**Task to complete:** Return exactly the lines of the records below, starting at the line that contains "pub fn filters(&self)" and ending at the line that contains "(None, Some(new)) =>", with both of those lines kept.

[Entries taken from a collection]
◆ ◆ ◆ ◆ ◆

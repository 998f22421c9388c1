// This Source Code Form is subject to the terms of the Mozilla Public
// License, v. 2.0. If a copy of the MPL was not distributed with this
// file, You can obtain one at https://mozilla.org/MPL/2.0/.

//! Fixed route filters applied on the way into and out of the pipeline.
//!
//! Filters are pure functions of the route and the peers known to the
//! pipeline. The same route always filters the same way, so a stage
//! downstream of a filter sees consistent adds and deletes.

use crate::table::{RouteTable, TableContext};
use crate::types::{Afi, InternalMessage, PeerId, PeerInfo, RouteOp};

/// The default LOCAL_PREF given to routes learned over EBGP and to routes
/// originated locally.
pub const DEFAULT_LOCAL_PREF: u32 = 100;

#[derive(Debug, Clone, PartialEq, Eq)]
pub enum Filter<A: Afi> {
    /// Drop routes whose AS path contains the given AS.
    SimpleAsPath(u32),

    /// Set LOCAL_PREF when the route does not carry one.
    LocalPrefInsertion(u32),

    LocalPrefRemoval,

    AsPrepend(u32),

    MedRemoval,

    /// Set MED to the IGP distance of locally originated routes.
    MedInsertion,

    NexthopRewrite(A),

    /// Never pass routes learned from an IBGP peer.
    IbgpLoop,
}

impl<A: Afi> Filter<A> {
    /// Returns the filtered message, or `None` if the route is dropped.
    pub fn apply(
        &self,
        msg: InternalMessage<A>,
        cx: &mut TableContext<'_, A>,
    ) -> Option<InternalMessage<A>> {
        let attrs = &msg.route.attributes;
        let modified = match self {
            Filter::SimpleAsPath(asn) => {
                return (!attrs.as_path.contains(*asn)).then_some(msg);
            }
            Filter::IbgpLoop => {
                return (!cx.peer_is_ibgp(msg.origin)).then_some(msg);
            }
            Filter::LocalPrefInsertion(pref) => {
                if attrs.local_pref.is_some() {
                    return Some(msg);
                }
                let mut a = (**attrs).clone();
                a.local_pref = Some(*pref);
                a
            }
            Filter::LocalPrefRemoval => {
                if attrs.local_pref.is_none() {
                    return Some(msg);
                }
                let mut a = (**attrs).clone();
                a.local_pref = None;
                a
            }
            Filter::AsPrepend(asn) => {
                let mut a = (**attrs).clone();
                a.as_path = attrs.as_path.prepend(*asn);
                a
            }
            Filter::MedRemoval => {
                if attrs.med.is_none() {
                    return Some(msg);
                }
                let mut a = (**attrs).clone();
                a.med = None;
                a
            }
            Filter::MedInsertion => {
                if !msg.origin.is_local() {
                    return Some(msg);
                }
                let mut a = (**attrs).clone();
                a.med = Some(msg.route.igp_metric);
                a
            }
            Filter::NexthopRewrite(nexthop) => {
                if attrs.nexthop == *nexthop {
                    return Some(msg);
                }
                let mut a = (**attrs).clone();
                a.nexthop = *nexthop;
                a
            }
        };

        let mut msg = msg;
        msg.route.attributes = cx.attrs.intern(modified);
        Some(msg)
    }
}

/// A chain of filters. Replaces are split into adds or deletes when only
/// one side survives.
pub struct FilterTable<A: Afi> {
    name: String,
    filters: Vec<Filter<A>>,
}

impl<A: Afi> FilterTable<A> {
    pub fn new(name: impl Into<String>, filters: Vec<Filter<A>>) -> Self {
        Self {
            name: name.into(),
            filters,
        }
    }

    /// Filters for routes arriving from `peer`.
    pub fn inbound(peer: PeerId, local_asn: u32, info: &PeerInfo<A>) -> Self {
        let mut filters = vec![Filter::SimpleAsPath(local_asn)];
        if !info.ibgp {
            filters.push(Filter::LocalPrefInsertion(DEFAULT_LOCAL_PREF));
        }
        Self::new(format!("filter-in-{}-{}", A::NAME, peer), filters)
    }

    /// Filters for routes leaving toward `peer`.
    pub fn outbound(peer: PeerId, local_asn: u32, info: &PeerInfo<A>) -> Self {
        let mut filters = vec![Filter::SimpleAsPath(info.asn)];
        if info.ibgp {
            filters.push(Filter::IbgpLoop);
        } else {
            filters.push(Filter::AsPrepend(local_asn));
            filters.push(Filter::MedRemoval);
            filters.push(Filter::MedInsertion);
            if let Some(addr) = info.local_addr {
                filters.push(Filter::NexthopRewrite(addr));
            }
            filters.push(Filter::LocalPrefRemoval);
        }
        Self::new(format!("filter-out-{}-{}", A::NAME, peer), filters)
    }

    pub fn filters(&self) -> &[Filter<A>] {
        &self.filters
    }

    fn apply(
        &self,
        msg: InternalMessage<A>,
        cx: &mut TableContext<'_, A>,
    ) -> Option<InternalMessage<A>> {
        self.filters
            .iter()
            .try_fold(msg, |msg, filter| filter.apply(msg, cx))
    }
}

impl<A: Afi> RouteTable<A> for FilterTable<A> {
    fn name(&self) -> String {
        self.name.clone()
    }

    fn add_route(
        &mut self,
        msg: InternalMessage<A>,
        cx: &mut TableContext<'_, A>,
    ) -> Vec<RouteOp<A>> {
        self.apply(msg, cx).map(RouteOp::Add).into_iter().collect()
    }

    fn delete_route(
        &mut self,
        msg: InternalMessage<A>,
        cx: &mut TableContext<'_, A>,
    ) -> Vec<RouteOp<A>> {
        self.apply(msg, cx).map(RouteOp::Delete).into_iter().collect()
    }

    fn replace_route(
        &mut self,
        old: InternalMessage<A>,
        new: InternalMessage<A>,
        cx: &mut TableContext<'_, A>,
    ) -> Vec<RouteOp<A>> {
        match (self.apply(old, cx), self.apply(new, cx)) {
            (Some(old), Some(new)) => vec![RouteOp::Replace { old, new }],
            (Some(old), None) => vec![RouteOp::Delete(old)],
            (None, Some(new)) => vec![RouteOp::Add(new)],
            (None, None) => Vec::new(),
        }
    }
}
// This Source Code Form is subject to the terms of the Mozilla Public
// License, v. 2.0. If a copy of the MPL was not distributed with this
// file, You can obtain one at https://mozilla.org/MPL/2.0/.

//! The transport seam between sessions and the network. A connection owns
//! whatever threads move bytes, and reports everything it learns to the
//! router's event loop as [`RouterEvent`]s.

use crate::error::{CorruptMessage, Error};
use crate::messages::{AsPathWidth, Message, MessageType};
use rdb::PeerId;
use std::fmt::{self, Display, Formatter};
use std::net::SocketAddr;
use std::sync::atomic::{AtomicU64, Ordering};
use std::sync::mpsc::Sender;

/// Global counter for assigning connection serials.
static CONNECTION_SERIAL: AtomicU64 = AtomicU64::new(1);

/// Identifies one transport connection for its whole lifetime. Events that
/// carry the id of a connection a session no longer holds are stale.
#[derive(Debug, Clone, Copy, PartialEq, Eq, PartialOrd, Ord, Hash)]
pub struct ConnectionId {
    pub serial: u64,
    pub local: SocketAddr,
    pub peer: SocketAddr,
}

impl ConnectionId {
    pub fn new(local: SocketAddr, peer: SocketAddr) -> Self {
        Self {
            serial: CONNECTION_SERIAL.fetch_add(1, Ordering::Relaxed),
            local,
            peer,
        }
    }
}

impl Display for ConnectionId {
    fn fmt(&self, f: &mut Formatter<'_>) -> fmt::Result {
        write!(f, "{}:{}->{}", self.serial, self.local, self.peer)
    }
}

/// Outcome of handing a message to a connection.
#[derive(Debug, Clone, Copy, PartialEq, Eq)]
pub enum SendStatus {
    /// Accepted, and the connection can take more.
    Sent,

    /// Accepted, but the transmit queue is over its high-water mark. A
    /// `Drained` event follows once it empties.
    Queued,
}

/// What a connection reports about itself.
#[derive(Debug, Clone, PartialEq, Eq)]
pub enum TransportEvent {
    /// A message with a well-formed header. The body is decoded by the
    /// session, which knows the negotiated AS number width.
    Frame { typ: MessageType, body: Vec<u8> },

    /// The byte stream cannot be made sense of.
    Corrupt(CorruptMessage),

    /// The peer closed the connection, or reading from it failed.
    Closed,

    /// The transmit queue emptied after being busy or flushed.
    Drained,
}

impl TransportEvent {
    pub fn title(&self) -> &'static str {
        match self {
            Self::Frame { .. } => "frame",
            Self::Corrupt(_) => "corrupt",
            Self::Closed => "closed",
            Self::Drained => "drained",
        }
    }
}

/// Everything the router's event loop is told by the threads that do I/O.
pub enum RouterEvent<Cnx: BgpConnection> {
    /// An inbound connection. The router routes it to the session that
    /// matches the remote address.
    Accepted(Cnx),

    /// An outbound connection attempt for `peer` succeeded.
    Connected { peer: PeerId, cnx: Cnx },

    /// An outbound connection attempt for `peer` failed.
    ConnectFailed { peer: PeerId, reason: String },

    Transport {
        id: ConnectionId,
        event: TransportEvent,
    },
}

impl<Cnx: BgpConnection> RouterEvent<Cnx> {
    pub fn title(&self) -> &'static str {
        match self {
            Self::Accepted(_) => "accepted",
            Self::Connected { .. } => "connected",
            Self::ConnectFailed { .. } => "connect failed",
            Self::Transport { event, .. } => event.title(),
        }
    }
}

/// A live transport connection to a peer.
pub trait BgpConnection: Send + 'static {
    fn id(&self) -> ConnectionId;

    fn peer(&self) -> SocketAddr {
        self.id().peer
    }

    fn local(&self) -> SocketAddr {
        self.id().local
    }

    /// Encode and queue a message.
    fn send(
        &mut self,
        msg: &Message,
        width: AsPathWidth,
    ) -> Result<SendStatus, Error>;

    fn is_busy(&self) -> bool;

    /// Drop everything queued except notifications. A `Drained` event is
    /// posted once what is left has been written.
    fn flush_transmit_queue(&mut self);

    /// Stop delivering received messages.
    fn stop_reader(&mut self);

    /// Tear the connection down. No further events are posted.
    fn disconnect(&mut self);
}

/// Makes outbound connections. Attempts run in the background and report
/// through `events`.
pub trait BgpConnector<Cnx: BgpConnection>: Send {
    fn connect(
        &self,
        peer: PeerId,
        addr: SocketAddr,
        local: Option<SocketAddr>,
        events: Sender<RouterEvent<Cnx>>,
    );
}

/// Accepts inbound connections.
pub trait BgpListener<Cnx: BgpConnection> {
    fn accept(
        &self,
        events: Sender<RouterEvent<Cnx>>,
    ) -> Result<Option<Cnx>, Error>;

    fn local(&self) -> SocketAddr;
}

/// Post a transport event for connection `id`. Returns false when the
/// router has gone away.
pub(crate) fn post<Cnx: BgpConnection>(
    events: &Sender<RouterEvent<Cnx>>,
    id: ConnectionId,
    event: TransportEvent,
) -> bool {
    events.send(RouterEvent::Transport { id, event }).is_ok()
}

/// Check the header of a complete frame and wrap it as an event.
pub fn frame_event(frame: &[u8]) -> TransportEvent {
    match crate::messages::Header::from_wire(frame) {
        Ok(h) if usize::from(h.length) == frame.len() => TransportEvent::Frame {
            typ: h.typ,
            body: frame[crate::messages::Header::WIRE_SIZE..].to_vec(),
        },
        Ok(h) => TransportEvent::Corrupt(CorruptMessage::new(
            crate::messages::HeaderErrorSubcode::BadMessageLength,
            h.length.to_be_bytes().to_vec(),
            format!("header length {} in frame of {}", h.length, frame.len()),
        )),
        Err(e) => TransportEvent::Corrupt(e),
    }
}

◆ ◆ ◆ ◆ ◆

**Output:**
    pub fn filters(&self) -> &[Filter<A>] {
        &self.filters
    }

    fn apply(
        &self,
        msg: InternalMessage<A>,
        cx: &mut TableContext<'_, A>,
    ) -> Option<InternalMessage<A>> {
        self.filters
            .iter()
            .try_fold(msg, |msg, filter| filter.apply(msg, cx))
    }
}

impl<A: Afi> RouteTable<A> for FilterTable<A> {
    fn name(&self) -> String {
        self.name.clone()
    }

    fn add_route(
        &mut self,
        msg: InternalMessage<A>,
        cx: &mut TableContext<'_, A>,
    ) -> Vec<RouteOp<A>> {
        self.apply(msg, cx).map(RouteOp::Add).into_iter().collect()
    }

    fn delete_route(
        &mut self,
        msg: InternalMessage<A>,
        cx: &mut TableContext<'_, A>,
    ) -> Vec<RouteOp<A>> {
        self.apply(msg, cx).map(RouteOp::Delete).into_iter().collect()
    }

    fn replace_route(
        &mut self,
        old: InternalMessage<A>,
        new: InternalMessage<A>,
        cx: &mut TableContext<'_, A>,
    ) -> Vec<RouteOp<A>> {
        match (self.apply(old, cx), self.apply(new, cx)) {
            (Some(old), Some(new)) => vec![RouteOp::Replace { old, new }],
            (Some(old), None) => vec![RouteOp::Delete(old)],
            (None, Some(new)) => vec![RouteOp::Add(new)],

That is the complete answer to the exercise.